こい「理久兎お兄ちゃんあの人出来るだけ安全な壁
の方に避難させたよ」
理 「ありがとうなこいし♪」
理久兎はこいしにお礼の言葉を述べて頭を撫でるともう一度西行妖に体を向かせて、
理 「…あの子達どれだけ出来るのか……それを見定
める事も一興だ……」
そう言うとこいしこの戦いを見るために漆喰の塀の上に座ってこの戦いを観戦する。
理 「あの少年は諦める心がないな………」
こい「本当だね………でもね理久兎お兄ちゃん」
理 「どうかしたか?」
こい「弾幕が光輝いてて命懸けの戦いなのに綺麗っ
て感想が出てきちゃうよね♪」
こいしの言っている通りこの薄暗い空に光る弾幕は美しく輝いていた。お札の弾幕、星形の弾幕、ナイフのような弾幕、楔型の弾幕等々色々な弾幕が展開されていた。すると膝を立てていた少年は立ち上がると西行妖に向かって走り出した。
理 「おっと走り出したか……」
こい「すご~いあの子襲ってくる枝を全部斬ってる
ね!」
自分とこいしの目には少年が空紅を使い襲いかかる西行妖の枝を焼き斬って西行妖に向かって走っていたのだ。そして少年は跳躍するとかつて自分がやったように西行妖の幹にある顔へと空紅を突き刺した。そして突き刺した所から空紅の業火が吹き出した。それを苦しむかのように西行妖は、
西桜「ギャー~ーーーーー!!!」
悲痛な叫びが辺りをまた覆うが少年は諦めることなく更に突き刺していく。
こい「うぅ~んうるさい!!」
理 「やれやれそろそろ黙らせるか………」
西行妖に向かって手を翳し先程空紅に仕掛けたルーン文字により作った魔術を展開する。

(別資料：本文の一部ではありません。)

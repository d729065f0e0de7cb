//! Request payload types for the narrative runtime API.

use std::collections::HashMap;

use serde::{Deserialize, Serialize};
use uuid::Uuid;

use reverie_domain::TimeOfDay;

/// Start (or idempotently re-enter) a program for a (session, npc) pair.
#[derive(Debug, Clone, Serialize, Deserialize)]
pub struct StartRequest {
    pub session_id: Uuid,
    pub npc_id: Uuid,
    pub world_id: Uuid,
    pub program_id: String,
    /// Specific program version; latest published when omitted
    #[serde(default, skip_serializing_if = "Option::is_none")]
    pub version: Option<String>,
    /// Explicit time-of-day context; derived from the server clock when absent
    #[serde(default, skip_serializing_if = "Option::is_none")]
    pub time_of_day: Option<TimeOfDay>,
    /// Free-text player input available to `input` predicates
    #[serde(default, skip_serializing_if = "Option::is_none")]
    pub player_input: Option<String>,
}

/// The external provider's answer to a generation request.
#[derive(Debug, Clone, Serialize, Deserialize)]
pub struct GenerationResultData {
    #[serde(default, skip_serializing_if = "Option::is_none")]
    pub text: Option<String>,
    #[serde(default, skip_serializing_if = "Option::is_none")]
    pub selected_block_id: Option<String>,
    #[serde(default, skip_serializing_if = "HashMap::is_empty")]
    pub meta: HashMap<String, serde_json::Value>,
}

/// What the caller is resuming with; exactly one of the two shapes.
#[derive(Debug, Clone, Serialize, Deserialize)]
#[serde(untagged)]
pub enum ResumeInput {
    Choice { choice_id: String },
    Generation { generation_result: GenerationResultData },
}

#[derive(Debug, Clone, Serialize, Deserialize)]
pub struct ResumeRequest {
    pub execution_state_id: Uuid,
    #[serde(default, skip_serializing_if = "Option::is_none")]
    pub time_of_day: Option<TimeOfDay>,
    #[serde(default, skip_serializing_if = "Option::is_none")]
    pub player_input: Option<String>,
    #[serde(flatten)]
    pub input: ResumeInput,
}

#[derive(Debug, Clone, Serialize, Deserialize)]
pub struct AbortRequest {
    pub execution_state_id: Uuid,
}

// =============================================================================
// Legacy shim requests (frozen pre-runtime shapes, camelCase on the wire)
// =============================================================================

#[derive(Debug, Clone, Serialize, Deserialize)]
#[serde(rename_all = "camelCase")]
pub struct LegacyDialogueRequest {
    pub npc_id: Uuid,
    pub session_id: Uuid,
    pub world_id: Uuid,
    pub player_input: String,
}

#[derive(Debug, Clone, Serialize, Deserialize)]
#[serde(rename_all = "camelCase")]
pub struct LegacyActionSelectRequest {
    pub world_id: Uuid,
    pub session_id: Uuid,
    pub tags: Vec<String>,
    #[serde(default, skip_serializing_if = "Vec::is_empty")]
    pub excluded_tags: Vec<String>,
}

#[cfg(test)]
mod tests {
    use super::*;

    #[test]
    fn test_resume_request_accepts_choice_shape() {
        let json = serde_json::json!({
            "execution_state_id": Uuid::new_v4(),
            "choice_id": "flirt"
        });
        let request: ResumeRequest = serde_json::from_value(json).expect("deserialize");
        assert!(matches!(request.input, ResumeInput::Choice { .. }));
    }

    #[test]
    fn test_resume_request_accepts_generation_shape() {
        let json = serde_json::json!({
            "execution_state_id": Uuid::new_v4(),
            "generation_result": { "text": "A line.", "meta": {} }
        });
        let request: ResumeRequest = serde_json::from_value(json).expect("deserialize");
        assert!(matches!(request.input, ResumeInput::Generation { .. }));
    }

    #[test]
    fn test_legacy_request_uses_camel_case() {
        let request = LegacyDialogueRequest {
            npc_id: Uuid::new_v4(),
            session_id: Uuid::new_v4(),
            world_id: Uuid::new_v4(),
            player_input: "hello".to_string(),
        };
        let json = serde_json::to_value(&request).expect("serialize");
        assert!(json.get("playerInput").is_some());
        assert!(json.get("player_input").is_none());
    }
}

その魔方陣の効果は「抑制」それは空紅を通じて西行妖の内部へと侵食しやがて西行妖を封印していくと同時に西行妖の枝に咲き誇った桜は散っていきやがて西行妖は動かなくなった。
理 「終わったな……帰るよ…こいしちゃん♪」
こい「うん♪」
そう言うと自分とこいしは漆喰の塀から降りて元来ていた道を帰っていきまた穴を通って現世へと帰ってきた。
理 「そうそうこいしちゃん……」
こい「何?」
理 「今日あったことは俺とこいしちゃんとの秘密
だよ♪これを話したらさとりが心配するから
ね♪」
それを聞いたこいしは笑顔で納得して、
こい「分かったけど理久兎お兄ちゃん約束忘れてな
いよね?」
理 「はいはい勿論作るよこいしや皆の分もね♪」
こい「やった~♪」
そうして自分とこいしは地霊殿へと帰り理久兎は約束の濃厚カスタードプリンを振る舞うのだった。